_TASK OBJECTIVE_: You are to retype all of the data exactly as it appears.

_PROVIDED MATERIAL_:
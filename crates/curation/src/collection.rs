use std::{
    future::Future,
    sync::{Arc, Mutex, MutexGuard, PoisonError},
};

use async_trait::async_trait;
use shared::protocol::OrderedRankedItem;
use tracing::{debug, info, warn};

use crate::{
    error::{CurationError, Result},
    ranked_list::{Keyed, RankedItem, RankedList},
};

/// Remote home of a ranked list, e.g. a "replace collection" endpoint.
#[async_trait]
pub trait RankedStore<T: Keyed>: Send + Sync {
    /// Returns the persisted items in rank order.
    async fn load(&self) -> anyhow::Result<Vec<T>>;

    /// Replaces the persisted ranking with `items`.
    async fn save(&self, items: &[OrderedRankedItem<T::Key>]) -> anyhow::Result<()>;
}

struct CollectionState<T> {
    list: RankedList<T>,
    save_in_flight: bool,
}

/// Shared editing handle for a curated list backed by a [`RankedStore`].
///
/// Edits apply to local state immediately, including while a save is in
/// flight. Only one save runs at a time; a save clears the dirty flag only if
/// no edit landed after its snapshot was taken.
pub struct CuratedCollection<T, S> {
    state: Arc<Mutex<CollectionState<T>>>,
    store: Arc<S>,
}

impl<T, S> Clone for CuratedCollection<T, S> {
    fn clone(&self) -> Self {
        Self {
            state: Arc::clone(&self.state),
            store: Arc::clone(&self.store),
        }
    }
}

impl<T, S> CuratedCollection<T, S>
where
    T: Keyed + Clone + Send + 'static,
    S: RankedStore<T>,
{
    pub fn new(store: S) -> Self {
        Self::with_list(Arc::new(store), RankedList::new())
    }

    pub fn with_list(store: Arc<S>, list: RankedList<T>) -> Self {
        Self {
            state: Arc::new(Mutex::new(CollectionState {
                list,
                save_in_flight: false,
            })),
            store,
        }
    }

    fn lock(&self) -> MutexGuard<'_, CollectionState<T>> {
        self.state.lock().unwrap_or_else(PoisonError::into_inner)
    }

    pub fn store(&self) -> &S {
        &self.store
    }

    pub fn add(&self, item: T) -> Result<u32> {
        self.lock().list.add(item)
    }

    pub fn remove(&self, key: &T::Key) -> Result<T> {
        self.lock().list.remove(key)
    }

    pub fn move_item(&self, key: &T::Key, to_index: usize) -> Result<bool> {
        self.lock().list.move_item(key, to_index)
    }

    pub fn is_present(&self, key: &T::Key) -> bool {
        self.lock().list.is_present(key)
    }

    pub fn is_dirty(&self) -> bool {
        self.lock().list.is_dirty()
    }

    pub fn is_saving(&self) -> bool {
        self.lock().save_in_flight
    }

    pub fn len(&self) -> usize {
        self.lock().list.len()
    }

    pub fn is_empty(&self) -> bool {
        self.lock().list.is_empty()
    }

    pub fn items(&self) -> Vec<RankedItem<T>> {
        self.lock().list.items().to_vec()
    }

    pub fn snapshot(&self) -> RankedList<T> {
        self.lock().list.clone()
    }

    /// Replaces local state with the store's copy.
    ///
    /// Refused with [`CurationError::UnsavedChanges`] when the list is dirty
    /// or an edit lands while the store is being read, and with
    /// [`CurationError::SaveInProgress`] while a save is in flight.
    pub async fn load(&self) -> Result<usize> {
        self.load_from_store(false).await
    }

    /// Like [`load`](Self::load), but drops unsaved local edits made before
    /// the call. Edits that land while the store is being read still win.
    pub async fn load_discarding(&self) -> Result<usize> {
        self.load_from_store(true).await
    }

    async fn load_from_store(&self, discard_unsaved: bool) -> Result<usize> {
        let revision = {
            let state = self.lock();
            if state.save_in_flight {
                return Err(CurationError::SaveInProgress);
            }
            if state.list.is_dirty() && !discard_unsaved {
                return Err(CurationError::UnsavedChanges);
            }
            state.list.revision()
        };

        let items = RankedStore::<T>::load(self.store.as_ref())
            .await
            .map_err(CurationError::PersistenceFailure)?;
        let list = RankedList::from_items(items)?;
        let len = list.len();

        let mut state = self.lock();
        if state.save_in_flight {
            return Err(CurationError::SaveInProgress);
        }
        if state.list.revision() != revision {
            return Err(CurationError::UnsavedChanges);
        }
        let discarded = state.list.is_dirty();
        state.list = list.succeed(&state.list);
        debug!(items = len, discarded, "loaded ranked list from store");
        Ok(len)
    }

    /// Persists the current ordering through the injected store.
    pub async fn save(&self) -> Result<()> {
        let store = Arc::clone(&self.store);
        self.save_with(move |items| async move {
            RankedStore::<T>::save(store.as_ref(), &items).await
        })
        .await
    }

    /// Persists the current ordering through `persist`.
    ///
    /// Fails with [`CurationError::SaveInProgress`] if another save has not
    /// finished. On failure the items are untouched and the list stays dirty.
    pub async fn save_with<F, Fut>(&self, persist: F) -> Result<()>
    where
        F: FnOnce(Vec<OrderedRankedItem<T::Key>>) -> Fut,
        Fut: Future<Output = anyhow::Result<()>>,
    {
        let (snapshot, revision, _in_flight) = {
            let mut state = self.lock();
            if state.save_in_flight {
                return Err(CurationError::SaveInProgress);
            }
            state.save_in_flight = true;
            let snapshot = state.list.to_ordered();
            let revision = state.list.revision();
            (snapshot, revision, InFlight { state: &self.state })
        };
        let len = snapshot.len();

        match persist(snapshot).await {
            Ok(()) => {
                let mut state = self.lock();
                if state.list.mark_saved(revision) {
                    info!(items = len, "saved ranked list");
                } else {
                    debug!(
                        items = len,
                        "ranked list changed while saving; keeping it dirty"
                    );
                }
                Ok(())
            }
            Err(error) => {
                warn!(items = len, error = %format!("{error:#}"), "failed to save ranked list");
                self.lock().list.mark_dirty();
                Err(CurationError::PersistenceFailure(error))
            }
        }
    }
}

/// Clears the in-flight flag when a save finishes or its future is dropped.
struct InFlight<'a, T> {
    state: &'a Mutex<CollectionState<T>>,
}

impl<T> Drop for InFlight<'_, T> {
    fn drop(&mut self) {
        self.state
            .lock()
            .unwrap_or_else(PoisonError::into_inner)
            .save_in_flight = false;
    }
}

#[cfg(test)]
#[path = "tests/collection_tests.rs"]
mod tests;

_ANSWER BELOW_:
filename crates/curation/src/collection.rs
use std::{
    future::Future,
    sync::{Arc, Mutex, MutexGuard, PoisonError},
};

use async_trait::async_trait;
use shared::protocol::OrderedRankedItem;
use tracing::{debug, info, warn};

use crate::{
    error::{CurationError, Result},
    ranked_list::{Keyed, RankedItem, RankedList},
};

/// Remote home of a ranked list, e.g. a "replace collection" endpoint.
#[async_trait]
pub trait RankedStore<T: Keyed>: Send + Sync {
    /// Returns the persisted items in rank order.
    async fn load(&self) -> anyhow::Result<Vec<T>>;

    /// Replaces the persisted ranking with `items`.
    async fn save(&self, items: &[OrderedRankedItem<T::Key>]) -> anyhow::Result<()>;
}

struct CollectionState<T> {
    list: RankedList<T>,
    save_in_flight: bool,
}

/// Shared editing handle for a curated list backed by a [`RankedStore`].
///
/// Edits apply to local state immediately, including while a save is in
/// flight. Only one save runs at a time; a save clears the dirty flag only if
/// no edit landed after its snapshot was taken.
pub struct CuratedCollection<T, S> {
    state: Arc<Mutex<CollectionState<T>>>,
    store: Arc<S>,
}

impl<T, S> Clone for CuratedCollection<T, S> {
    fn clone(&self) -> Self {
        Self {
            state: Arc::clone(&self.state),
            store: Arc::clone(&self.store),
        }
    }
}

impl<T, S> CuratedCollection<T, S>
where
    T: Keyed + Clone + Send + 'static,
    S: RankedStore<T>,
{
    pub fn new(store: S) -> Self {
        Self::with_list(Arc::new(store), RankedList::new())
    }

    pub fn with_list(store: Arc<S>, list: RankedList<T>) -> Self {
        Self {
            state: Arc::new(Mutex::new(CollectionState {
                list,
                save_in_flight: false,
            })),
            store,
        }
    }

    fn lock(&self) -> MutexGuard<'_, CollectionState<T>> {
        self.state.lock().unwrap_or_else(PoisonError::into_inner)
    }

    pub fn store(&self) -> &S {
        &self.store
    }

    pub fn add(&self, item: T) -> Result<u32> {
        self.lock().list.add(item)
    }

    pub fn remove(&self, key: &T::Key) -> Result<T> {
        self.lock().list.remove(key)
    }

    pub fn move_item(&self, key: &T::Key, to_index: usize) -> Result<bool> {
        self.lock().list.move_item(key, to_index)
    }

    pub fn is_present(&self, key: &T::Key) -> bool {
        self.lock().list.is_present(key)
    }

    pub fn is_dirty(&self) -> bool {
        self.lock().list.is_dirty()
    }

    pub fn is_saving(&self) -> bool {
        self.lock().save_in_flight
    }

    pub fn len(&self) -> usize {
        self.lock().list.len()
    }

    pub fn is_empty(&self) -> bool {
        self.lock().list.is_empty()
    }

    pub fn items(&self) -> Vec<RankedItem<T>> {
        self.lock().list.items().to_vec()
    }

    pub fn snapshot(&self) -> RankedList<T> {
        self.lock().list.clone()
    }

    /// Replaces local state with the store's copy.
    ///
    /// Refused with [`CurationError::UnsavedChanges`] when the list is dirty
    /// or an edit lands while the store is being read, and with
    /// [`CurationError::SaveInProgress`] while a save is in flight.
    pub async fn load(&self) -> Result<usize> {
        self.load_from_store(false).await
    }

    /// Like [`load`](Self::load), but drops unsaved local edits made before
    /// the call. Edits that land while the store is being read still win.
    pub async fn load_discarding(&self) -> Result<usize> {
        self.load_from_store(true).await
    }

    async fn load_from_store(&self, discard_unsaved: bool) -> Result<usize> {
        let revision = {
            let state = self.lock();
            if state.save_in_flight {
                return Err(CurationError::SaveInProgress);
            }
            if state.list.is_dirty() && !discard_unsaved {
                return Err(CurationError::UnsavedChanges);
            }
            state.list.revision()
        };

        let items = RankedStore::<T>::load(self.store.as_ref())
            .await
            .map_err(CurationError::PersistenceFailure)?;
        let list = RankedList::from_items(items)?;
        let len = list.len();

        let mut state = self.lock();
        if state.save_in_flight {
            return Err(CurationError::SaveInProgress);
        }
        if state.list.revision() != revision {
            return Err(CurationError::UnsavedChanges);
        }
        let discarded = state.list.is_dirty();
        state.list = list.succeed(&state.list);
        debug!(items = len, discarded, "loaded ranked list from store");
        Ok(len)
    }

    /// Persists the current ordering through the injected store.
    pub async fn save(&self) -> Result<()> {
        let store = Arc::clone(&self.store);
        self.save_with(move |items| async move {
            RankedStore::<T>::save(store.as_ref(), &items).await
        })
        .await
    }

    /// Persists the current ordering through `persist`.
    ///
    /// Fails with [`CurationError::SaveInProgress`] if another save has not
    /// finished. On failure the items are untouched and the list stays dirty.
    pub async fn save_with<F, Fut>(&self, persist: F) -> Result<()>
    where
        F: FnOnce(Vec<OrderedRankedItem<T::Key>>) -> Fut,
        Fut: Future<Output = anyhow::Result<()>>,
    {
        let (snapshot, revision, _in_flight) = {
            let mut state = self.lock();
            if state.save_in_flight {
                return Err(CurationError::SaveInProgress);
            }
            state.save_in_flight = true;
            let snapshot = state.list.to_ordered();
            let revision = state.list.revision();
            (snapshot, revision, InFlight { state: &self.state })
        };
        let len = snapshot.len();

        match persist(snapshot).await {
            Ok(()) => {
                let mut state = self.lock();
                if state.list.mark_saved(revision) {
                    info!(items = len, "saved ranked list");
                } else {
                    debug!(
                        items = len,
                        "ranked list changed while saving; keeping it dirty"
                    );
                }
                Ok(())
            }
            Err(error) => {
                warn!(items = len, error = %format!("{error:#}"), "failed to save ranked list");
                self.lock().list.mark_dirty();
                Err(CurationError::PersistenceFailure(error))
            }
        }
    }
}

/// Clears the in-flight flag when a save finishes or its future is dropped.
struct InFlight<'a, T> {
    state: &'a Mutex<CollectionState<T>>,
}

impl<T> Drop for InFlight<'_, T> {
    fn drop(&mut self) {
        self.state
            .lock()
            .unwrap_or_else(PoisonError::into_inner)
            .save_in_flight = false;
    }
}

#[cfg(test)]
#[path = "tests/collection_tests.rs"]
mod tests;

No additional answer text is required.